Celui-ci ça fait un moment que je l’ai dans le viseur. Probablement depuis 2016 en voyant les images de Zach Miller courant comme un demeuré dans les paysages sublimes de l’île Portugaise (et remplissant son sac de carrés de chocolat à la limite de l’explosion). L’an dernier j’avais déjà raté le coche, alors quand j’ai vu que les dates de l’édition 2024 tombaient à nouveau dans les vacances scolaires j’ai mis un rappel dans mon calendrier, et le jour de l’ouverture des inscriptions, j’étais devant mon clavier à l’heure H, chaud comme un coueur au festival de la chaussure. Bien m’en a pris parce que c’est le rush sur le site du MIUT, cette course devient vraiment très demandée. Le 115 est plein en moins de 24h (et ça part encore bien plus vite pour les distances plus courtes). Yan sera également de la partie avec sa famille.

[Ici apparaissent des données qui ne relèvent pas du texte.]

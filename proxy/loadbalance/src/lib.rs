// Copyright 2022 SphereEx Authors
//
// Licensed under the Apache License, Version 2.0 (the "License");
// you may not use this file except in compliance with the License.
// You may obtain a copy of the License at
//
//     http://www.apache.org/licenses/LICENSE-2.0
//
// Unless required by applicable law or agreed to in writing, software
// distributed under the License is distributed on an "AS IS" BASIS,
// WITHOUT WARRANTIES OR CONDITIONS OF ANY KIND, either express or implied.
// See the License for the specific language governing permissions and
// limitations under the License.

pub mod balance;
pub mod node;
pub mod random_weighted;
pub mod roundrobin_weighted;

Quelques mois plus tard, les bagages sont bouclés. Le départ de Nice est un peu chaotique, il y a un gros orage et notre avion est retardé de 2 heures, pile la durée de la connexion à Lisbonne. Petit stress, mais finalement nous arrivons juste au début de l’embarquement. L’atterrissage à Funchal se passe bien pour les conditions locales, du moins n’étant pas au hublot je ne remarque rien (il n’est pas rare de voir un avion tenter plusieurs approches, voire carrément retourner sur le continent, faute d’arriver à se poser à cause du vent violent, je vous invite à regarder quelques vidéos sur internet – de préférence après votre voyage). Nous arrivons à la location vers 1h du matin, et là, mauvaise surprise à l’ouverture des bagages : c’est trempé ! Ils sont manifestement restés sur le tarmac à Nice pendant l’orage, et tout sac étanche de marque qu’ils soient, ça a fini par rentrer… Le séjour commence donc par un étalage partout dans le petit appart pour faire sécher, on a vu mieux.

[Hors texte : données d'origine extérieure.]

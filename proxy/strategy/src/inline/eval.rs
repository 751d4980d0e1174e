// Copyright 2022 SphereEx Authors
//
// Licensed under the Apache License, Version 2.0 (the "License");
// you may not use this file except in compliance with the License.
// You may obtain a copy of the License at
//
//     http://www.apache.org/licenses/LICENSE-2.0
//
// Unless required by applicable law or agreed to in writing, software
// distributed under the License is distributed on an "AS IS" BASIS,
// WITHOUT WARRANTIES OR CONDITIONS OF ANY KIND, either express or implied.
// See the License for the specific language governing permissions and
// limitations under the License.

use std::{collections::HashMap, fmt};

use super::InlineError;
use crate::value::Value;

#[derive(Debug, Clone, PartialEq)]
pub enum ExprValue {
    Int(i64),
    Str(String),
}

impl fmt::Display for ExprValue {
    fn fmt(&self, f: &mut fmt::Formatter<'_>) -> fmt::Result {
        match self {
            ExprValue::Int(val) => write!(f, "{}", val),
            ExprValue::Str(val) => write!(f, "{}", val),
        }
    }
}

impl TryFrom<&Value> for ExprValue {
    type Error = InlineError;

    fn try_from(val: &Value) -> Result<Self, Self::Error> {
        if val.is_null() {
            return Err(InlineError::Eval("null sharding value".to_string()));
        }

        match val.as_i64() {
            Some(val) => Ok(ExprValue::Int(val)),
            None => Ok(ExprValue::Str(val.to_string())),
        }
    }
}

#[derive(Debug, Clone, Copy, PartialEq)]
enum BinOp {
    Add,
    Sub,
    Mul,
    Div,
    Rem,
}

#[derive(Debug, Clone, PartialEq)]
enum Token {
    Int(i64),
    Str(String),
    Ident(String),
    Op(BinOp),
    LParen,
    RParen,
}

#[derive(Debug, Clone, PartialEq)]
enum Node {
    Int(i64),
    Str(String),
    Ident(String),
    Neg(Box<Node>),
    Binary(BinOp, Box<Node>, Box<Node>),
}

/// A compiled arithmetic expression such as `order_id % 2` or `'t_' + (id / 10)`.
#[derive(Debug, Clone, PartialEq)]
pub struct Expression {
    source: String,
    root: Node,
}

impl Expression {
    pub fn compile(source: &str) -> Result<Self, InlineError> {
        let tokens = tokenize(source)?;
        let mut parser = Parser { tokens: &tokens, pos: 0 };
        let root = parser.parse_expr()?;
        if parser.pos != tokens.len() {
            return Err(InlineError::Syntax(format!("unexpected token at {:?}", source)));
        }

        Ok(Expression { source: source.to_string(), root })
    }

    pub fn source(&self) -> &str {
        &self.source
    }

    /// Identifiers referenced, lower cased, in order of first use.
    pub fn idents(&self) -> Vec<String> {
        let mut idents = vec![];
        collect_idents(&self.root, &mut idents);
        idents
    }

    pub fn eval(&self, vars: &HashMap<String, ExprValue>) -> Result<ExprValue, InlineError> {
        eval_node(&self.root, vars)
    }
}

fn collect_idents(node: &Node, idents: &mut Vec<String>) {
    match node {
        Node::Ident(name) => {
            let name = name.to_ascii_lowercase();
            if !idents.contains(&name) {
                idents.push(name);
            }
        }
        Node::Neg(inner) => collect_idents(inner, idents),
        Node::Binary(_, lhs, rhs) => {
            collect_idents(lhs, idents);
            collect_idents(rhs, idents);
        }
        _ => {}
    }
}

fn eval_node(node: &Node, vars: &HashMap<String, ExprValue>) -> Result<ExprValue, InlineError> {
    match node {
        Node::Int(val) => Ok(ExprValue::Int(*val)),
        Node::Str(val) => Ok(ExprValue::Str(val.clone())),
        Node::Ident(name) => vars
            .get(&name.to_ascii_lowercase())
            .cloned()
            .ok_or_else(|| InlineError::UnboundVariable(name.clone())),
        Node::Neg(inner) => match eval_node(inner, vars)? {
            ExprValue::Int(val) => val
                .checked_neg()
                .map(ExprValue::Int)
                .ok_or_else(|| InlineError::Eval("integer overflow".to_string())),
            ExprValue::Str(val) => Err(InlineError::Eval(format!("cannot negate {:?}", val))),
        },
        Node::Binary(op, lhs, rhs) => {
            let lhs = eval_node(lhs, vars)?;
            let rhs = eval_node(rhs, vars)?;
            eval_binary(*op, lhs, rhs)
        }
    }
}

fn eval_binary(op: BinOp, lhs: ExprValue, rhs: ExprValue) -> Result<ExprValue, InlineError> {
    let (lhs, rhs) = match (op, lhs, rhs) {
        (BinOp::Add, ExprValue::Int(a), ExprValue::Int(b)) => (a, b),
        (BinOp::Add, a, b) => return Ok(ExprValue::Str(format!("{}{}", a, b))),
        (_, ExprValue::Int(a), ExprValue::Int(b)) => (a, b),
        (op, a, b) => {
            return Err(InlineError::Eval(format!("unsupported operand for {:?}: {} and {}", op, a, b)))
        }
    };

    let res = match op {
        BinOp::Add => lhs.checked_add(rhs),
        BinOp::Sub => lhs.checked_sub(rhs),
        BinOp::Mul => lhs.checked_mul(rhs),
        BinOp::Div => {
            if rhs == 0 {
                return Err(InlineError::Eval("division by zero".to_string()));
            }
            lhs.checked_div(rhs)
        }
        BinOp::Rem => {
            if rhs == 0 {
                return Err(InlineError::Eval("division by zero".to_string()));
            }
            lhs.checked_rem_euclid(rhs)
        }
    };

    res.map(ExprValue::Int).ok_or_else(|| InlineError::Eval("integer overflow".to_string()))
}

fn tokenize(source: &str) -> Result<Vec<Token>, InlineError> {
    let chars = source.chars().collect::<Vec<_>>();
    let mut tokens = vec![];
    let mut pos = 0;

    while pos < chars.len() {
        let c = chars[pos];
        match c {
            c if c.is_whitespace() => pos += 1,
            '+' => {
                tokens.push(Token::Op(BinOp::Add));
                pos += 1
            }
            '-' => {
                tokens.push(Token::Op(BinOp::Sub));
                pos += 1
            }
            '*' => {
                tokens.push(Token::Op(BinOp::Mul));
                pos += 1
            }
            '/' => {
                tokens.push(Token::Op(BinOp::Div));
                pos += 1
            }
            '%' => {
                tokens.push(Token::Op(BinOp::Rem));
                pos += 1
            }
            '(' => {
                tokens.push(Token::LParen);
                pos += 1
            }
            ')' => {
                tokens.push(Token::RParen);
                pos += 1
            }
            '\'' | '"' => {
                let end = chars[pos + 1..]
                    .iter()
                    .position(|x| *x == c)
                    .ok_or_else(|| InlineError::Syntax(format!("unterminated string in {:?}", source)))?;
                tokens.push(Token::Str(chars[pos + 1..pos + 1 + end].iter().collect()));
                pos += end + 2;
            }
            c if c.is_ascii_digit() => {
                let start = pos;
                while pos < chars.len() && chars[pos].is_ascii_digit() {
                    pos += 1;
                }
                let text = chars[start..pos].iter().collect::<String>();
                let val = text
                    .parse::<i64>()
                    .map_err(|_| InlineError::Syntax(format!("integer out of range: {}", text)))?;
                tokens.push(Token::Int(val));
            }
            c if c.is_alphabetic() || c == '_' => {
                let start = pos;
                while pos < chars.len() && (chars[pos].is_alphanumeric() || chars[pos] == '_') {
                    pos += 1;
                }
                tokens.push(Token::Ident(chars[start..pos].iter().collect()));
            }
            c => return Err(InlineError::Syntax(format!("unexpected character {:?} in {:?}", c, source))),
        }
    }

    if tokens.is_empty() {
        return Err(InlineError::Syntax("empty expression".to_string()));
    }

    Ok(tokens)
}

// expr   := term (('+' | '-') term)*
// term   := unary (('*' | '/' | '%') unary)*
// unary  := '-' unary | atom
// atom   := int | str | ident | '(' expr ')'
struct Parser<'a> {
    tokens: &'a [Token],
    pos: usize,
}

impl<'a> Parser<'a> {
    fn peek(&self) -> Option<&Token> {
        self.tokens.get(self.pos)
    }

    fn parse_expr(&mut self) -> Result<Node, InlineError> {
        let mut lhs = self.parse_term()?;
        while let Some(Token::Op(op @ (BinOp::Add | BinOp::Sub))) = self.peek() {
            let op = *op;
            self.pos += 1;
            let rhs = self.parse_term()?;
            lhs = Node::Binary(op, Box::new(lhs), Box::new(rhs));
        }
        Ok(lhs)
    }

    fn parse_term(&mut self) -> Result<Node, InlineError> {
        let mut lhs = self.parse_unary()?;
        while let Some(Token::Op(op @ (BinOp::Mul | BinOp::Div | BinOp::Rem))) = self.peek() {
            let op = *op;
            self.pos += 1;
            let rhs = self.parse_unary()?;
            lhs = Node::Binary(op, Box::new(lhs), Box::new(rhs));
        }
        Ok(lhs)
    }

    fn parse_unary(&mut self) -> Result<Node, InlineError> {
        if let Some(Token::Op(BinOp::Sub)) = self.peek() {
            self.pos += 1;
            let inner = self.parse_unary()?;
            return Ok(Node::Neg(Box::new(inner)));
        }
        self.parse_atom()
    }

    fn parse_atom(&mut self) -> Result<Node, InlineError> {
        let token = self
            .peek()
            .cloned()
            .ok_or_else(|| InlineError::Syntax("unexpected end of expression".to_string()))?;
        self.pos += 1;

        match token {
            Token::Int(val) => Ok(Node::Int(val)),
            Token::Str(val) => Ok(Node::Str(val)),
            Token::Ident(name) => Ok(Node::Ident(name)),
            Token::LParen => {
                let inner = self.parse_expr()?;
                match self.peek() {
                    Some(Token::RParen) => {
                        self.pos += 1;
                        Ok(inner)
                    }
                    _ => Err(InlineError::Syntax("missing ')'".to_string())),
                }
            }
            token => Err(InlineError::Syntax(format!("unexpected token {:?}", token))),
        }
    }
}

Au réveil, grand soleil, petit déj avec des bananes que le proprio a laissé, délicieuses (ainsi que du porto qu’il fait lui-même, mais on attendra le soir pour goûter, on n’est pas alcooliques à ce point). De manière générale les habitants de l’île sont très gentils et faciles à aborder. Nous visitons quelques villages, montagnes et vallées.

C’est très encaissé, la végétation luxuriante, la nourriture excellente (notamment les grillades et les plats à base de patate douce). Il y a de petits restos partout. La côte Nord est jolie et sauvage.

 

Le lendemain nous profitons d’une météo favorable pour monter aux Picos, très tôt (il y a déjà la foule). C’est vraiment le coin emblématique de l’île, ainsi que du MIUT. Je recommande de faire cette rando entre Pico de Areeiro et Pico Ruivo en dehors de la course pour vraiment profiter des paysages (il faut avoir un peu de chance avec les nuages, car le climat ici est très variable, et peut vitre être hostile). C’est aérien, raide, magnifique, le sentier est taillé dans la roche, quelques tunnels, échelles…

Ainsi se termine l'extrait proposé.